Get To Know The Therapist
Becoming a therapist was not a career decision I made by chance. It grew from years of community work, crisis support, volunteering, facilitating workshops, and sitting beside people during some of the most difficult moments of their lives.
Over time, I realized that…
Helping people feel heard, understood, and less alone was not simply work I enjoyed. It was work that felt deeply meaningful to me.

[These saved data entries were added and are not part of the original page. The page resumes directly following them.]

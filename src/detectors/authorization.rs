//! Authorization rules
//!
//! Both rules inspect a public function's scope (declaration line through
//! body end) for a caller check: `tx-sender`, `contract-caller` or `is-eq`.
//! `mint-open` singles out functions literally named `mint` since an open
//! mint is the highest-value target; `no-auth` covers every public function
//! and reports independently.

use crate::detectors::base::Rule;
use crate::models::{Finding, Severity};
use crate::scan::ScanOutcome;

fn has_caller_check(scope: &str) -> bool {
    scope.contains("tx-sender") || scope.contains("contract-caller") || scope.contains("is-eq")
}

pub struct OpenMintRule;

impl Rule for OpenMintRule {
    fn id(&self) -> &'static str {
        "mint-open"
    }

    fn description(&self) -> &'static str {
        "Public mint function without a caller check"
    }

    fn detect(&self, scan: &ScanOutcome) -> Vec<Finding> {
        scan.context
            .funcs
            .iter()
            .filter(|(name, f)| name.as_str() == "mint" && f.public)
            .filter(|(_, f)| !has_caller_check(&scan.function_scope(f)))
            .map(|(_, f)| {
                Finding::new(self.id(), "Public mint without auth", Severity::Critical, f.line)
            })
            .collect()
    }
}

pub struct MissingAuthRule;

impl Rule for MissingAuthRule {
    fn id(&self) -> &'static str {
        "no-auth"
    }

    fn description(&self) -> &'static str {
        "Public function without a caller check"
    }

    fn detect(&self, scan: &ScanOutcome) -> Vec<Finding> {
        scan.context
            .funcs
            .iter()
            .filter(|(_, f)| f.public)
            .filter(|(_, f)| !has_caller_check(&scan.function_scope(f)))
            .map(|(name, f)| {
                Finding::new(
                    self.id(),
                    format!("Public {name} lacks auth"),
                    Severity::Critical,
                    f.line,
                )
            })
            .collect()
    }
}
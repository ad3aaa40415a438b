//! Analysis pipeline
//!
//! Glues the stages together for one request: sanitize and validate the
//! input, short-circuit on a cache hit, run the single-pass scan, apply the
//! rule registry, merge best-effort oracle predictions, aggregate score and
//! gas, then memoize the finished report.

use crate::cache::ReportCache;
use crate::config::AnalyzerConfig;
use crate::detectors::{self, Rule};
use crate::models::{content_fingerprint, Report};
use crate::oracle::{OracleClient, OracleOutcome};
use crate::sanitize::{sanitize, validate};
use crate::scan::{scan, ScanError, ScanOutcome};
use crate::scoring::{
    gas_estimate, high_gas_finding, ops_surcharge, risk_score, GasProfile, GAS_ALERT_THRESHOLD,
};
use tracing::{debug, info};

/// One configured analysis service. `Send + Sync`: per-request state lives
/// on the stack, the cache is the only shared mutable piece.
pub struct Analyzer {
    config: AnalyzerConfig,
    cache: ReportCache,
    oracle: Option<OracleClient>,
    rules: Vec<Box<dyn Rule>>,
}

impl Analyzer {
    pub fn new(config: AnalyzerConfig) -> Self {
        let cache = ReportCache::new(config.cache_capacity, config.cache_ttl());
        let oracle = config
            .oracle_url
            .as_ref()
            .map(|url| OracleClient::new(url.clone(), config.oracle_timeout()));
        Self {
            config,
            cache,
            oracle,
            rules: detectors::default_rules(),
        }
    }

    pub fn from_env() -> Self {
        Self::new(AnalyzerConfig::from_env())
    }

    /// Analyze one raw source string into a report.
    ///
    /// Input violations come back as degenerate reports (one finding, score
    /// 0, gas 0), not errors; the only error is a structurally unbalanced
    /// contract, over which no partial findings are reported.
    pub fn analyze(&self, source: &str) -> Result<Report, ScanError> {
        let code = sanitize(source);

        if let Some(violation) =
            validate(&code, self.config.min_source_len, self.config.max_source_len)
        {
            debug!(rule = violation.rule_id(), len = code.len(), "input rejected");
            let finding =
                violation.into_finding(self.config.min_source_len, self.config.max_source_len);
            return Ok(Report::build(vec![finding], 0, 0, content_fingerprint(&code)));
        }

        let fingerprint = content_fingerprint(&code);
        if let Some(hit) = self.cache.get(&fingerprint) {
            debug!(%fingerprint, "cache hit");
            return Ok(hit);
        }

        let outcome = scan(&code)?;

        let mut findings = detectors::run_rules(&self.rules, &outcome);
        let mut weighted_sum: f64 = findings
            .iter()
            .map(|f| f64::from(f.severity.weight()))
            .sum();
        let ops = ops_surcharge(&code, &findings);

        let OracleOutcome {
            findings: oracle_findings,
            weighted_sum: oracle_sum,
        } = self
            .oracle
            .as_ref()
            .map(|oracle| oracle.predict(&code))
            .unwrap_or_default();
        weighted_sum += oracle_sum;

        let gas = gas_estimate(&gas_profile(&outcome, ops, oracle_findings.len()));
        findings.extend(oracle_findings);

        if gas > GAS_ALERT_THRESHOLD {
            let alert = high_gas_finding(gas);
            weighted_sum += f64::from(alert.severity.weight());
            findings.push(alert);
        }

        let score = risk_score(weighted_sum, findings.len());
        info!(
            %fingerprint,
            findings = findings.len(),
            score,
            gas,
            "analysis complete"
        );

        let report = Report::build(findings, score, gas, fingerprint.clone());
        self.cache.insert(fingerprint, report.clone());
        Ok(report)
    }

    pub fn config(&self) -> &AnalyzerConfig {
        &self.config
    }
}

fn gas_profile(outcome: &ScanOutcome, ops: u64, oracle_findings: usize) -> GasProfile {
    let ctx = &outcome.context;
    let flow = &outcome.flow;
    GasProfile {
        source_len: outcome.source.len(),
        ops,
        maps: ctx.maps.len(),
        transfers: flow.transfers.len(),
        oracle_findings,
        branches: flow.branches.len(),
        vars: ctx.vars.len(),
        funcs: ctx.funcs.len(),
        loops: flow.loops,
        conds: flow.conds,
        asserts: flow.asserts,
        principals: flow.principals,
        tokens: ctx.tokens.len(),
        constants: ctx.constants.len(),
        traits: ctx.traits.len(),
        read_only: ctx.read_only.len(),
        events: ctx.events.len(),
        post_conditions: ctx.post_conditions,
        imports: ctx.imports.len(),
    }
}
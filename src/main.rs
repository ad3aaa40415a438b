//! Clarityscan - Clarity contract security scanner CLI

use anyhow::Result;
use clap::Parser;
use clarityscan::cli;
use tracing_subscriber::{fmt, prelude::*, EnvFilter};

fn main() -> Result<()> {
    // Initialize logging
    tracing_subscriber::registry()
        .with(fmt::layer())
        .with(EnvFilter::from_default_env())
        .init();

    // Parse CLI args and run
    let cli = cli::Cli::parse();
    cli::run(cli)
}
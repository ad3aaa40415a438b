//! Configuration for the analyzer and the HTTP boundary
//!
//! Everything is environment-driven (BYOE - bring your own endpoint); no
//! config files. Defaults match the published service behavior.

use serde::{Deserialize, Serialize};
use std::env;
use std::time::Duration;

/// Default minimum sanitized source length accepted for analysis.
pub const DEFAULT_MIN_SOURCE_LEN: usize = 100;
/// Default maximum sanitized source length (256 KB).
pub const DEFAULT_MAX_SOURCE_LEN: usize = 262_144;
/// Default result-cache time-to-live.
pub const DEFAULT_CACHE_TTL_MS: u64 = 5_000;
/// Default result-cache capacity.
pub const DEFAULT_CACHE_CAPACITY: usize = 25;
/// Default prediction-oracle timeout.
pub const DEFAULT_ORACLE_TIMEOUT_MS: u64 = 800;

/// Tunables for one [`crate::analyzer::Analyzer`] instance.
#[derive(Debug, Clone, Serialize, Deserialize)]
pub struct AnalyzerConfig {
    /// Remote prediction endpoint. `None` disables the oracle entirely.
    pub oracle_url: Option<String>,
    pub oracle_timeout_ms: u64,
    pub cache_ttl_ms: u64,
    pub cache_capacity: usize,
    pub min_source_len: usize,
    pub max_source_len: usize,
}

impl Default for AnalyzerConfig {
    fn default() -> Self {
        Self {
            oracle_url: Some("http://localhost:8000/predict".to_string()),
            oracle_timeout_ms: DEFAULT_ORACLE_TIMEOUT_MS,
            cache_ttl_ms: DEFAULT_CACHE_TTL_MS,
            cache_capacity: DEFAULT_CACHE_CAPACITY,
            min_source_len: DEFAULT_MIN_SOURCE_LEN,
            max_source_len: DEFAULT_MAX_SOURCE_LEN,
        }
    }
}

impl AnalyzerConfig {
    /// Load configuration from the environment, falling back to defaults.
    ///
    /// Recognized variables: `CLARITYSCAN_ORACLE_URL` (empty string
    /// disables the oracle), `CLARITYSCAN_ORACLE_TIMEOUT_MS`,
    /// `CLARITYSCAN_CACHE_TTL_MS`, `CLARITYSCAN_CACHE_CAPACITY`,
    /// `CLARITYSCAN_MIN_LEN`, `CLARITYSCAN_MAX_LEN`.
    pub fn from_env() -> Self {
        let mut config = Self::default();
        if let Ok(url) = env::var("CLARITYSCAN_ORACLE_URL") {
            config.oracle_url = if url.is_empty() { None } else { Some(url) };
        }
        if let Some(v) = parse_env("CLARITYSCAN_ORACLE_TIMEOUT_MS") {
            config.oracle_timeout_ms = v;
        }
        if let Some(v) = parse_env("CLARITYSCAN_CACHE_TTL_MS") {
            config.cache_ttl_ms = v;
        }
        if let Some(v) = parse_env("CLARITYSCAN_CACHE_CAPACITY") {
            config.cache_capacity = v;
        }
        if let Some(v) = parse_env("CLARITYSCAN_MIN_LEN") {
            config.min_source_len = v;
        }
        if let Some(v) = parse_env("CLARITYSCAN_MAX_LEN") {
            config.max_source_len = v;
        }
        config
    }

    pub fn oracle_timeout(&self) -> Duration {
        Duration::from_millis(self.oracle_timeout_ms)
    }

    pub fn cache_ttl(&self) -> Duration {
        Duration::from_millis(self.cache_ttl_ms)
    }
}

/// Settings owned by the HTTP boundary, not the analysis core.
#[derive(Debug, Clone, Default)]
pub struct ServerConfig {
    pub port: u16,
    /// Shared secret expected in the `x-proxy-secret` header.
    pub api_secret: Option<String>,
    /// When false, the secret check is skipped entirely.
    pub enforce_auth: bool,
}

impl ServerConfig {
    pub fn from_env(port: u16) -> Self {
        Self {
            port,
            api_secret: env::var("CLARITYSCAN_API_SECRET").ok(),
            enforce_auth: env::var("CLARITYSCAN_ENFORCE_AUTH")
                .map(|v| v == "true")
                .unwrap_or(false),
        }
    }
}

fn parse_env<T: std::str::FromStr>(key: &str) -> Option<T> {
    env::var(key).ok().and_then(|v| v.parse().ok())
}

#[cfg(test)]
mod tests {
    use super::*;

    #[test]
    fn test_defaults() {
        let config = AnalyzerConfig::default();
        assert_eq!(config.min_source_len, 100);
        assert_eq!(config.max_source_len, 262_144);
        assert_eq!(config.cache_capacity, 25);
        assert_eq!(config.cache_ttl(), Duration::from_millis(5_000));
        assert_eq!(config.oracle_timeout(), Duration::from_millis(800));
        assert!(config.oracle_url.is_some());
    }
}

My path into therapy was also shaped by my own experiences of grief, cultural expectations, immigration, identity, relationships, and learning what it means to take up space. I lost my mother at a very young age and came to understand grief long before I had the language to explain it. Later, I experienced further losses and learned that grief does not simply disappear; it changes, follows us, and often reshapes the way we experience safety, attachment, and belonging.
My Background
Growing up as a South Asian woman also taught me how complicated it can be to advocate for yourself in environments where silence, duty, perfection, and endurance are often valued more than emotional honesty. Immigration added another layer: learning how to belong in unfamiliar places while carrying a culture, language, and history that others did not always understand.
My own experiences do not mean I assume I know your story. They mean I understand how powerful it can be to sit with someone who is curious about the full context of your life and who does not ask you to separate your mental health from your culture, family, faith, identity, or relationships.